→ Recorded information
##########

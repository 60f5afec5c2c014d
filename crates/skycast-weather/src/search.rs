//! Debounced async lookups for the city search box.
//!
//! Each input edit restarts a delay timer; only the most recent value
//! schedules a lookup. Supersession works through a generation counter: a
//! timer that wakes under a stale generation exits without fetching, while a
//! lookup whose timer already fired runs to completion and still writes its
//! result, matching the behavior of a cleared-but-resolved browser timeout.

use std::future::Future;
use std::sync::atomic::{AtomicU64, Ordering};
use std::sync::Arc;
use std::time::Duration;

use parking_lot::Mutex;
use tokio::task::JoinHandle;

/// Observable state of a debounced query.
#[derive(Debug, Clone, PartialEq)]
pub struct QueryState<T> {
    pub result: Option<T>,
    pub loading: bool,
    pub has_searched: bool,
}

impl<T> Default for QueryState<T> {
    fn default() -> Self {
        Self {
            result: None,
            loading: false,
            has_searched: false,
        }
    }
}

struct Shared<T> {
    state: Mutex<QueryState<T>>,
    generation: AtomicU64,
}

/// Debounce executor for one logical input stream.
///
/// At most one timer is pending at a time; dropping the executor cancels it.
pub struct QueryDebouncer<T> {
    delay: Duration,
    shared: Arc<Shared<T>>,
    pending: Option<JoinHandle<()>>,
}

impl<T: Send + 'static> QueryDebouncer<T> {
    pub fn new(delay: Duration) -> Self {
        Self {
            delay,
            shared: Arc::new(Shared {
                state: Mutex::new(QueryState::default()),
                generation: AtomicU64::new(0),
            }),
            pending: None,
        }
    }

    /// Snapshot of the current query state.
    pub fn state(&self) -> QueryState<T>
    where
        T: Clone,
    {
        self.shared.state.lock().clone()
    }

    /// Feed a new input value.
    ///
    /// A blank value resets the state immediately and schedules nothing.
    /// Otherwise the previous pending timer is superseded and `lookup` is
    /// scheduled to run with the trimmed input after the delay.
    pub fn on_input<F, Fut, E>(&mut self, input: &str, lookup: F)
    where
        F: FnOnce(String) -> Fut + Send + 'static,
        Fut: Future<Output = Result<T, E>> + Send + 'static,
        E: std::fmt::Display,
    {
        // Every edit invalidates whatever timer is still pending.
        let generation = self.shared.generation.fetch_add(1, Ordering::SeqCst) + 1;

        let trimmed = input.trim();
        if trimmed.is_empty() {
            *self.shared.state.lock() = QueryState::default();
            self.pending = None;
            return;
        }

        let query = trimmed.to_string();
        let shared = Arc::clone(&self.shared);
        let delay = self.delay;

        let handle = tokio::spawn(async move {
            tokio::time::sleep(delay).await;

            // Timer superseded by a later edit: never start the lookup.
            if shared.generation.load(Ordering::SeqCst) != generation {
                return;
            }

            {
                let mut state = shared.state.lock();
                state.loading = true;
                state.has_searched = false;
            }

            match lookup(query.clone()).await {
                Ok(value) => {
                    let mut state = shared.state.lock();
                    state.result = Some(value);
                    state.has_searched = true;
                    state.loading = false;
                }
                Err(e) => {
                    tracing::warn!("Lookup failed for {:?}: {}", query, e);
                    let mut state = shared.state.lock();
                    state.result = None;
                    state.has_searched = true;
                    state.loading = false;
                }
            }
        });

        // Dropping the old handle only detaches it; a fired timer keeps
        // running, an unfired one bails on the generation check above.
        self.pending = Some(handle);
    }

    /// Cancel any pending timer without touching the settled state.
    pub fn cancel(&mut self) {
        self.shared.generation.fetch_add(1, Ordering::SeqCst);
        if let Some(handle) = self.pending.take() {
            handle.abort();
        }
    }
}

impl<T> Drop for QueryDebouncer<T> {
    fn drop(&mut self) {
        self.shared.generation.fetch_add(1, Ordering::SeqCst);
        if let Some(handle) = self.pending.take() {
            handle.abort();
        }
    }
}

##########

→ Assigned task
Your response should be the lines of the entries above that include the string "static".

→ Final answer
impl<T: Send + 'static> QueryDebouncer<T> {
        F: FnOnce(String) -> Fut + Send + 'static,
        Fut: Future<Output = Result<T, E>> + Send + 'static,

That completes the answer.